Дважды мы были застигнуты врасплох на наших собраниях «Сынов Израиля»: один раз наткнулся на нас несомненный недруг, а в другой раз — доброхот, но как раз он-то и причинил нам вред, хотя, бесспорно, человек он был самый почтенный, самый твердый из всех наших уцелевших борцов за веру, меж тем как католик, да еще одетый в сутану, не принес нам никакой докуки.
Кюре Женолакского прихода возвращался от умирающего а был в дурном расположении духа, ибо даже перед смертью сей нераскаянный гугенот, старик Бонфуа, про коего говорили «упрям как осел», увидев в Туреве, в орлином своем гнезде, забравшегося туда старого кюре, не сказал ему «добро пожаловать», а вместо того плюнул на ковчежец с освященным елеем. А засим несговорчивый старик до того разозлился, что раздумал умирать, и, соскочив с постели, выгнал вон капеллана. Любой католический поп за такую провинность отправил бы его на виселицу и помазал бы упрямца елеем, когда на него уже накинули бы пеньковый ошейник, но отец Манигас так не поступил, — толстяк кюре вздохнул сокрушенно и, посмеиваясь, сказал:
— Ну и племя непокорное наши горцы! Если б у нас не помогали господу призывать их на небеса, то, пожалуй…

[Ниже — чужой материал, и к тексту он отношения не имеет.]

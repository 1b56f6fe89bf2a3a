pub mod api;
pub mod change_bus;
pub mod db;
pub mod error;
pub mod layout;
pub mod logging;
pub mod metadata;
pub mod reconciler;
pub mod search;
pub mod settings;
pub mod transfer;

pub use error::{SyncError, SyncResult};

И вот сей кюре заявился на наше собрание, будто вздумал сыграть с нами шутку, и похвалил нас за то, что мы так ловко передразниваем гугенотов, — так им и надо, высмеивайте их себе на здоровье. Рассердился он только на меня за то, что я, невежа, упорно не желал встать и поклониться ему; а не вставал я по той причине, что сидел на Библии, — другого способа скрыть ее у меня ведь не было{29}.
Отец Манигас приноравливался к тяжелым временам, ничего, впрочем, не заимствуя от кроткой доброты какого-нибудь Пеладана; он вовсе пе требовал, чтобы умирающий отрекся от своей веры, — нет, он удовлетворялся самыми туманными словами, лишь бы наследники щедро оплачивали ему свидетельство о последнем помазании елеем. Он выдавал любые свидетельства, какие у него просили, — он отнюдь не домогался притворного отречения от веры, коли мзда была изрядная, благословлял, закрывая глаза на то, что творится в сердцах, и хватал цепкой рукой денежки, разрешая богатым рождаться, вступать в брак и отходить в вечность без особых поповских фокусов. Когда приходилось составлять список «дурных подданных и лиц, зараженных фанатизмом»{30}, он щадил землевладельцев и ремесленников своего прихода, — то есть самые зажиточные, самые старинные семьи, а они все были гугеноты. Свой приход он оберегал, как житницу свою, и всегда старался отвести от него громы и молнии; да еще надо сказать, что, поскольку приход был не из бедных, можно было собирать в нем немалые налоги, сам епископ дорожил им как золотым дном и поддерживал хитрого попа, не слушая воплей аббата Шайла, каковой в противоположность отцу Манигасу больше жаждал сжигать гугенотов на костре, нежели загребать их деньги; его жестокость была без изъяна. Сколько ни жаловался Шайла в монастырь доминиканцев на улице Пьедеваль, там лишь на словах возмущались покладистым священником, при котором в городе было спокойно, а вино в бочках не прокисало; говорили даже, что в резиденции епископа однажды довольно резко одернули нашего севеннского султана:
«Потише, потише, мессир Шайла, — сказал монсеньор. — Ваши молодые священники чересчур усердствуют, преследуя гугенотскую ересь. Увы! Там, где они побывали, ни золота, ни серебра больше не соберешь!..»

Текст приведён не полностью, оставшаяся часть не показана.